• What you need to do:
In the records below, count every line containing "caught". Reply with the number only.

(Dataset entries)
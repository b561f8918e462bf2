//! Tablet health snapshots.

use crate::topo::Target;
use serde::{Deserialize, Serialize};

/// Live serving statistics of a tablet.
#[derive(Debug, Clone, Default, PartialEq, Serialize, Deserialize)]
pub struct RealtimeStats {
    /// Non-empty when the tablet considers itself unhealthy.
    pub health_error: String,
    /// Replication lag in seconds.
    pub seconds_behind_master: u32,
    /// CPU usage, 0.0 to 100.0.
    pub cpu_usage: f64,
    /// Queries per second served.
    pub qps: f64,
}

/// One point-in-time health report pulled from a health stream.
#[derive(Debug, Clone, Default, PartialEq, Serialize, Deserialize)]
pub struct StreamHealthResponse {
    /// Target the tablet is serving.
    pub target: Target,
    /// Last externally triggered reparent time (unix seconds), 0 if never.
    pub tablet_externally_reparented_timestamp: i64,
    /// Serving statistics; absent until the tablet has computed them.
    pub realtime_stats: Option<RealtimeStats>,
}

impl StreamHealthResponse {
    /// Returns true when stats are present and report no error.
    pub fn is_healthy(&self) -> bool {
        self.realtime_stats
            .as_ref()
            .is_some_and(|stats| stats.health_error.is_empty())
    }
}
==
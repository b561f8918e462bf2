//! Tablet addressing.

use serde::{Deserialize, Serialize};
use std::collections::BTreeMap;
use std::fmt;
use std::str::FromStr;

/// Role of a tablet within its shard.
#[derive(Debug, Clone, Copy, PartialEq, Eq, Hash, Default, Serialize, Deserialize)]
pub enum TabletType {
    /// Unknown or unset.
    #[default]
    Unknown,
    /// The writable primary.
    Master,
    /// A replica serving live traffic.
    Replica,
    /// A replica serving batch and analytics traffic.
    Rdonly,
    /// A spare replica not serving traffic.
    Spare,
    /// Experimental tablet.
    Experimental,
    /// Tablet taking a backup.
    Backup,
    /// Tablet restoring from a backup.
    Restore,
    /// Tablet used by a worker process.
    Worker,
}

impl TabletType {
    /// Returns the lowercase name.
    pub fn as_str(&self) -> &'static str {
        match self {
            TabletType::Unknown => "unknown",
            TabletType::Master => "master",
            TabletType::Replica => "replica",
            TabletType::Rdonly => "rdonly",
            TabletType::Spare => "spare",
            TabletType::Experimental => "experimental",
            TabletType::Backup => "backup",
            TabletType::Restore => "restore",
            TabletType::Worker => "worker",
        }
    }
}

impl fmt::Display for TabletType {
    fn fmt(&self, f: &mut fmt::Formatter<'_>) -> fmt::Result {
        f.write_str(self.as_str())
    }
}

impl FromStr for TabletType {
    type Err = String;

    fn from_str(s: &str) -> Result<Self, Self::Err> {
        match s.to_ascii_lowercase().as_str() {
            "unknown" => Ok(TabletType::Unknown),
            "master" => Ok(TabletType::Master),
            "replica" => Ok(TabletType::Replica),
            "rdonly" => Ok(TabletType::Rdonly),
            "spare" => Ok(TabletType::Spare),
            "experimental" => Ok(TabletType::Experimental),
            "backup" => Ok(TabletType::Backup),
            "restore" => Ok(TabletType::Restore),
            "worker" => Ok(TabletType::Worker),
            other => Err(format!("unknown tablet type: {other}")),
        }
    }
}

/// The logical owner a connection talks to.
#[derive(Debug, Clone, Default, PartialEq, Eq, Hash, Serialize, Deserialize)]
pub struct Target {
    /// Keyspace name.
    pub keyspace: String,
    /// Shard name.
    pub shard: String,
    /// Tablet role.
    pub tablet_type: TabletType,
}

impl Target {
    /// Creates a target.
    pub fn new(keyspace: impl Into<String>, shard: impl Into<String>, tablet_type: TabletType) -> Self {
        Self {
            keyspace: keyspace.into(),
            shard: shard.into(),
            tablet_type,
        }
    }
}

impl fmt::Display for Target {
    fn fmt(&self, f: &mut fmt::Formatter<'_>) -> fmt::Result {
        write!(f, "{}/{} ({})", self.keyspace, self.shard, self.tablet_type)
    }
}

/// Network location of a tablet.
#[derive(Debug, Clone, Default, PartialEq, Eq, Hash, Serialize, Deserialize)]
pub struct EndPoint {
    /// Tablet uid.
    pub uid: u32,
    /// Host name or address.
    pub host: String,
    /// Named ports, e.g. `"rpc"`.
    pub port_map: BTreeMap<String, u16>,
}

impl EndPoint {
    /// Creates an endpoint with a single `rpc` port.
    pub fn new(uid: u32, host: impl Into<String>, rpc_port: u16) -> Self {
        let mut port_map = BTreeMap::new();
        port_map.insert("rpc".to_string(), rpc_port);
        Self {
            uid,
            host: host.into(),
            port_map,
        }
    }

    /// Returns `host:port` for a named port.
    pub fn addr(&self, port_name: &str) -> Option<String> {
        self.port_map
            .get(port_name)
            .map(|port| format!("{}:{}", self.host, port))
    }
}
* * *
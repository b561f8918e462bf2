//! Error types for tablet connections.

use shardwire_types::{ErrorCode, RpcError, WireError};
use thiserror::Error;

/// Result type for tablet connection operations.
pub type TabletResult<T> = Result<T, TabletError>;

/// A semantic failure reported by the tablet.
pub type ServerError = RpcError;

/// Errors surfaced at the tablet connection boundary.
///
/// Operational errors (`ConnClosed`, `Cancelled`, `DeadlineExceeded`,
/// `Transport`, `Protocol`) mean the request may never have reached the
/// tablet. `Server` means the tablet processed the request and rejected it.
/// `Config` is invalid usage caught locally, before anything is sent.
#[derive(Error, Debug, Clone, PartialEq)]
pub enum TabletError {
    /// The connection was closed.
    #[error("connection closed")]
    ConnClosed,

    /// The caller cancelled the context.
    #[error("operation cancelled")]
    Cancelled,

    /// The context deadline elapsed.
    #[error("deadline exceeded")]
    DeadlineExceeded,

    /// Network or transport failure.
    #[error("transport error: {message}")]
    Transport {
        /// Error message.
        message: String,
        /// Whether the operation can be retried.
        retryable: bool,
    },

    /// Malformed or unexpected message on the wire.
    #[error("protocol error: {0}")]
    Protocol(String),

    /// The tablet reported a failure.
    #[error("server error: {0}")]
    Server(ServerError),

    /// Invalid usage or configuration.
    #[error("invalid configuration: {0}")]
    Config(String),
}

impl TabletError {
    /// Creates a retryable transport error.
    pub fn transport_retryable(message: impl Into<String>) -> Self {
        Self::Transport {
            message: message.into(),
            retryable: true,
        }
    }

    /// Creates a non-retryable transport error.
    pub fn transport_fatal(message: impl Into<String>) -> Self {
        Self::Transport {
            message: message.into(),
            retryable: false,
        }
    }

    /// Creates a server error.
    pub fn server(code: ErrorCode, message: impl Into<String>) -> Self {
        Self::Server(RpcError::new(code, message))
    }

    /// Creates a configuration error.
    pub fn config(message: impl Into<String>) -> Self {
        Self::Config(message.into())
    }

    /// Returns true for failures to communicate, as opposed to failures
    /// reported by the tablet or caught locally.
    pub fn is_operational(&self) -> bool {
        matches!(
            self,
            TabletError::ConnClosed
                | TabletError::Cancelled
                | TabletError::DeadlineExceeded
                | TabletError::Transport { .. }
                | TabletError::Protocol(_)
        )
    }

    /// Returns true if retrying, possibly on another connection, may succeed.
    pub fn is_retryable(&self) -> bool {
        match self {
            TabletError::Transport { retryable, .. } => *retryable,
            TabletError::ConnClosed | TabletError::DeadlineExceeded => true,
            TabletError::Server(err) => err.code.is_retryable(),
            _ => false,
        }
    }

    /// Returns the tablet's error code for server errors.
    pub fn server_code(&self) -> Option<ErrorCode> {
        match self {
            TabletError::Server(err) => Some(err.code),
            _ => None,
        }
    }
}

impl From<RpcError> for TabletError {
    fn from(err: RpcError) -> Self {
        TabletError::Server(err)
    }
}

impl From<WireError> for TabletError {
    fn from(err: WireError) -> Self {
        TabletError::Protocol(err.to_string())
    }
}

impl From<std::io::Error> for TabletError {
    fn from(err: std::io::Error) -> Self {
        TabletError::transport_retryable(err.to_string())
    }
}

• Answer space:
2